The Project Twins
In February, computer scientist Mark Howison was preparing to analyse RNA extracted from two dozen siphonophores — marine animals closely related to jellyfish and coral. But the local high-performance computer at Brown University in Providence, Rhode Island, was not back up to full reliability after maintenance. So Howison fired up Amazon's Elastic Compute Cloud and bid on a few 'spot instances' — vacant computing capacity that Amazon offers to bidders at a discounted price. After about two hours of fiddling, he had configured a virtual machine to run his software, and had uploaded the siphonophore sequences. Fourteen hours and US$61 later, the analysis was done.
Researchers such as Howison are increasingly renting computing resources over the Internet from commercial providers such as Amazon, Google and Microsoft — and not just for emergency backup.

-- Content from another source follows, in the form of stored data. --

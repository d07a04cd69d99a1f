//! Alert instance domain types
//!
//! An alert instance is one lifecycle occurrence of a rule's breach, from
//! trigger to recovery, together with its notification attempt log.

use super::rule::{AlertRule, AlertSeverity, Comparison};
use super::sample::MetricType;
use chrono::{DateTime, Utc};
use serde::{Deserialize, Serialize};
use std::fmt;
use uuid::Uuid;

/// Alert state
///
/// A rule without a live instance is implicitly inactive.
#[derive(Debug, Clone, Copy, PartialEq, Eq, Hash, Serialize, Deserialize)]
#[serde(rename_all = "lowercase")]
pub enum AlertState {
    /// Condition held for the debounce duration
    Triggered,
    /// User acknowledged but not recovered
    Acknowledged,
    /// Condition no longer met; terminal
    Recovered,
}

impl AlertState {
    /// Whether the instance still blocks a new instance for its rule
    pub fn is_live(&self) -> bool {
        !matches!(self, Self::Recovered)
    }
}

impl fmt::Display for AlertState {
    fn fmt(&self, f: &mut fmt::Formatter<'_>) -> fmt::Result {
        match self {
            Self::Triggered => write!(f, "TRIGGERED"),
            Self::Acknowledged => write!(f, "ACKNOWLEDGED"),
            Self::Recovered => write!(f, "RECOVERED"),
        }
    }
}

/// Outcome of one delivery attempt
#[derive(Debug, Clone, Copy, PartialEq, Eq, Serialize, Deserialize)]
#[serde(rename_all = "lowercase")]
pub enum AttemptOutcome {
    /// Attempt failed and another attempt is scheduled
    Retrying,
    /// Payload accepted by the destination
    Delivered,
    /// Attempt failed and no further attempt will be made
    Failed,
}

impl AttemptOutcome {
    /// Whether this outcome ends the attempt sequence
    pub fn is_terminal(&self) -> bool {
        !matches!(self, Self::Retrying)
    }
}

impl fmt::Display for AttemptOutcome {
    fn fmt(&self, f: &mut fmt::Formatter<'_>) -> fmt::Result {
        match self {
            Self::Retrying => write!(f, "retrying"),
            Self::Delivered => write!(f, "delivered"),
            Self::Failed => write!(f, "failed"),
        }
    }
}

/// Immutable record of one delivery attempt on one channel
#[derive(Debug, Clone, PartialEq, Serialize, Deserialize)]
pub struct NotificationAttempt {
    /// Channel id
    pub channel: String,
    /// 1-based attempt index for this alert and channel
    ///
    /// Keeps increasing across dispatches; assigned when the attempt is
    /// appended to the alert.
    pub attempt: u32,
    /// Dispatch the attempt belongs to (see [`AlertInstance::dispatches`])
    #[serde(default)]
    pub dispatch: u32,
    /// Attempt outcome
    pub outcome: AttemptOutcome,
    /// Error detail for failed attempts
    pub error: Option<String>,
    /// When the attempt finished
    pub timestamp: DateTime<Utc>,
}

impl NotificationAttempt {
    /// Successful attempt
    pub fn delivered(channel: impl Into<String>, attempt: u32) -> Self {
        Self {
            channel: channel.into(),
            attempt,
            dispatch: 0,
            outcome: AttemptOutcome::Delivered,
            error: None,
            timestamp: Utc::now(),
        }
    }

    /// Tag the attempt with its dispatch number
    pub fn in_dispatch(mut self, dispatch: u32) -> Self {
        self.dispatch = dispatch;
        self
    }

    /// Failed attempt, terminal or not
    pub fn failed(
        channel: impl Into<String>,
        attempt: u32,
        error: impl Into<String>,
        terminal: bool,
    ) -> Self {
        Self {
            channel: channel.into(),
            attempt,
            dispatch: 0,
            outcome: if terminal {
                AttemptOutcome::Failed
            } else {
                AttemptOutcome::Retrying
            },
            error: Some(error.into()),
            timestamp: Utc::now(),
        }
    }
}

/// One lifecycle occurrence of a rule breach
#[derive(Debug, Clone, PartialEq, Serialize, Deserialize)]
pub struct AlertInstance {
    /// Unique alert ID
    pub id: String,
    /// Rule ID that triggered this alert
    pub rule_id: String,
    /// Rule name at trigger time
    pub rule_name: String,
    /// Alert severity
    pub severity: AlertSeverity,
    /// Metric type
    pub metric: MetricType,
    /// Comparison operator
    pub comparison: Comparison,
    /// Threshold value
    pub threshold: f64,
    /// Current state
    pub state: AlertState,
    /// Value that caused the trigger
    pub value: f64,
    /// Alert message
    pub message: String,
    /// When the alert triggered
    pub triggered_at: DateTime<Utc>,
    /// When the alert was acknowledged
    pub acknowledged_at: Option<DateTime<Utc>>,
    /// Who acknowledged the alert
    pub acknowledged_by: Option<String>,
    /// When the alert recovered
    pub recovered_at: Option<DateTime<Utc>>,
    /// When a notification dispatch was last initiated
    pub last_notified_at: Option<DateTime<Utc>>,
    /// Number of notification dispatches started
    #[serde(default)]
    pub dispatches: u32,
    /// Whether the recovery notification was dispatched
    #[serde(default)]
    pub recovery_notified: bool,
    /// Delivery attempts in the order they finished
    pub notifications: Vec<NotificationAttempt>,
}

impl AlertInstance {
    /// Create a new triggered alert for a rule
    pub fn triggered(rule: &AlertRule, value: f64, at: DateTime<Utc>) -> Self {
        Self {
            id: Uuid::new_v4().to_string(),
            rule_id: rule.id.clone(),
            rule_name: rule.name.clone(),
            severity: rule.severity,
            metric: rule.metric.clone(),
            comparison: rule.comparison,
            threshold: rule.threshold,
            state: AlertState::Triggered,
            value,
            message: rule.render_message(value),
            triggered_at: at,
            acknowledged_at: None,
            acknowledged_by: None,
            recovered_at: None,
            last_notified_at: None,
            dispatches: 0,
            recovery_notified: false,
            notifications: Vec::new(),
        }
    }

    /// Whether the alert is still open
    pub fn is_live(&self) -> bool {
        self.state.is_live()
    }

    /// Mark alert as acknowledged
    pub fn acknowledge(&mut self, user: impl Into<String>, at: DateTime<Utc>) {
        self.state = AlertState::Acknowledged;
        self.acknowledged_at = Some(at);
        self.acknowledged_by = Some(user.into());
    }

    /// Mark alert as recovered
    pub fn recover(&mut self, at: DateTime<Utc>) {
        self.state = AlertState::Recovered;
        self.recovered_at = Some(at);
    }

    /// Start a new dispatch and return its number
    pub fn next_dispatch(&mut self) -> u32 {
        self.dispatches += 1;
        self.dispatches
    }

    /// Append an attempt, numbering it after the channel's last attempt
    pub fn push_attempt(&mut self, mut attempt: NotificationAttempt) -> NotificationAttempt {
        attempt.attempt = next_attempt_index(
            self.notifications.iter().map(|a| (a.channel.as_str(), a.attempt)),
            &attempt.channel,
        );
        self.notifications.push(attempt.clone());
        attempt
    }

    /// Channels whose most recent terminal attempt failed, sorted
    pub fn failed_channels(&self) -> Vec<&str> {
        let mut seen = std::collections::HashSet::new();
        let mut failed = Vec::new();

        for attempt in self.notifications.iter().rev() {
            if !attempt.outcome.is_terminal() || !seen.insert(attempt.channel.as_str()) {
                continue;
            }
            if attempt.outcome == AttemptOutcome::Failed {
                failed.push(attempt.channel.as_str());
            }
        }

        failed.sort_unstable();
        failed
    }
}

/// Next 1-based attempt index for `channel` given `(channel, index)` records
pub fn next_attempt_index<'a>(
    records: impl IntoIterator<Item = (&'a str, u32)>,
    channel: &str,
) -> u32 {
    records
        .into_iter()
        .filter(|(c, _)| *c == channel)
        .map(|(_, index)| index)
        .max()
        .unwrap_or(0)
        + 1
}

As noted in a 2013 report sponsored by the US National Science Foundation (NSF) in Arlington, Virginia, the cloud provides labs with access to computing capabilities that they might not otherwise have (see go.nature.com/mxh4xy). Scientists who need bursts of computing power — such as seismologists combing through data from sensors after an earthquake or astronomers processing observations from space telescopes — can rent extra capacity as needed, instead of paying for permanent hardware.
Scientists can configure their cloud environment to suit their requirements. Although cloud computing cannot handle analyses that require a state-of-the-art supercomputer or quick communication between machines, it may be just right for projects that are too big to tackle on a desktop, but too small to merit a high-performance supercomputer. And working online makes it easy for teams to collaborate by sharing virtual snapshots of their data, software and computing configuration.

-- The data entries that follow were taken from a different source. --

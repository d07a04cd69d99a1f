//! Alert dispatcher
//!
//! Bridges lifecycle transitions to the notification router. The engine
//! calls [`AlertDispatcher::notify`] directly for every trigger and
//! recovery it applies, so a notification never depends on a bus queue
//! having room. Triggered alerts and periodic reminders pass the lifecycle
//! silence gate before a dispatch task is spawned; recoveries are announced
//! only for alerts that were announced in the first place. Dispatch tasks
//! only append attempt records and publish a `notification:dispatched`
//! event when they finish.

use crate::alerts::{AlertLifecycleManager, RuleCache};
use crate::bus::{Event, EventBus, EventType};
use crate::notify::{NotificationKind, NotificationRouter};
use crate::sync::lock;
use chrono::{DateTime, Utc};
use serde_json::json;
use std::sync::{Arc, Mutex};
use tokio::task::JoinSet;

/// Alert dispatcher
pub struct AlertDispatcher {
    lifecycle: Arc<AlertLifecycleManager>,
    router: Arc<NotificationRouter>,
    rules: Arc<RuleCache>,
    bus: EventBus,
    notify_on_recovery: bool,
    tasks: Mutex<JoinSet<()>>,
}

impl AlertDispatcher {
    /// Create a dispatcher
    pub fn new(
        lifecycle: Arc<AlertLifecycleManager>,
        router: Arc<NotificationRouter>,
        rules: Arc<RuleCache>,
        bus: EventBus,
        notify_on_recovery: bool,
    ) -> Self {
        Self {
            lifecycle,
            router,
            rules,
            bus,
            notify_on_recovery,
            tasks: Mutex::new(JoinSet::new()),
        }
    }

    /// Start a dispatch for an alert if its rule and silence window allow it
    ///
    /// Returns whether a dispatch task was spawned.
    pub fn notify(&self, alert_id: &str, kind: NotificationKind, now: DateTime<Utc>) -> bool {
        let Some(current) = self.lifecycle.get(alert_id) else {
            log::debug!("Skipping {} notification for unknown alert {}", kind, alert_id);
            return false;
        };
        let Some(rule) = self.rules.get(&current.rule_id) else {
            log::info!(
                "Skipping {} notification for alert {}: rule '{}' no longer exists",
                kind,
                alert_id,
                current.rule_id
            );
            return false;
        };

        let alert = match kind {
            NotificationKind::Triggered | NotificationKind::Reminder => {
                match self.lifecycle.begin_dispatch(alert_id, rule.silence, now) {
                    Some(alert) => alert,
                    None => return false,
                }
            }
            NotificationKind::Recovered => {
                if !self.notify_on_recovery {
                    return false;
                }
                match self.lifecycle.begin_recovery_dispatch(alert_id) {
                    Some(alert) => alert,
                    None => return false,
                }
            }
        };

        if rule.channels.is_empty() {
            log::debug!("Rule '{}' has no channels, nothing to notify", rule.id);
            return false;
        }

        let router = Arc::clone(&self.router);
        let bus = self.bus.clone();
        let mut tasks = lock(&self.tasks);
        while tasks.try_join_next().is_some() {}
        tasks.spawn(async move {
            let results = router.dispatch(&alert, &rule, kind).await;
            bus.publish(Event::new(
                EventType::NotificationDispatched,
                json!({
                    "alert_id": alert.id,
                    "rule_id": alert.rule_id,
                    "kind": kind,
                    "results": results,
                }),
            ));
        });
        true
    }

    /// Re-notify triggered alerts whose silence window elapsed
    pub fn send_reminders(&self, now: DateTime<Utc>) -> usize {
        let due = self.lifecycle.due_reminders(&self.rules.snapshot(), now);
        due.iter()
            .filter(|alert| self.notify(&alert.id, NotificationKind::Reminder, now))
            .count()
    }

    /// Number of dispatch tasks not yet reaped
    pub fn in_flight(&self) -> usize {
        lock(&self.tasks).len()
    }

    /// Wait for every spawned dispatch task to finish
    pub async fn drain(&self) {
        loop {
            let mut tasks = std::mem::take(&mut *lock(&self.tasks));
            if tasks.is_empty() {
                break;
            }
            log::debug!("Waiting for {} dispatch tasks", tasks.len());
            while let Some(result) = tasks.join_next().await {
                if let Err(e) = result {
                    log::error!("Dispatch task failed: {}", e);
                }
            }
        }
    }
}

But shifting science into the cloud is not a trivial task. “You need a technical background. It's not really designed for an end user like a scientist,” says Howison. Although the activation energy might be high, there are recommended routes for scientists who want to try setting up a cloud environment for their own research group or lab.
A DIY guide to cloud computing
Most cloud platforms require users to have some basic computing skills, such as an understanding of how to work in the command line, and a familiarity with operating systems and file structures. Once researchers have a strong foundation, the next step is to try working in a cloud.
The most user-friendly cloud for scientists, says plant biologist Andreas Madlung, could be the platform Atmosphere, which was created as part of a collaborative cyber infrastructure project called iPlant. Funded by the NSF and led by three US universities and the Cold Spring Harbor Laboratory in Long Island, New York, iPlant has been helping scientists to share software and run free analyses in the cloud since 2008.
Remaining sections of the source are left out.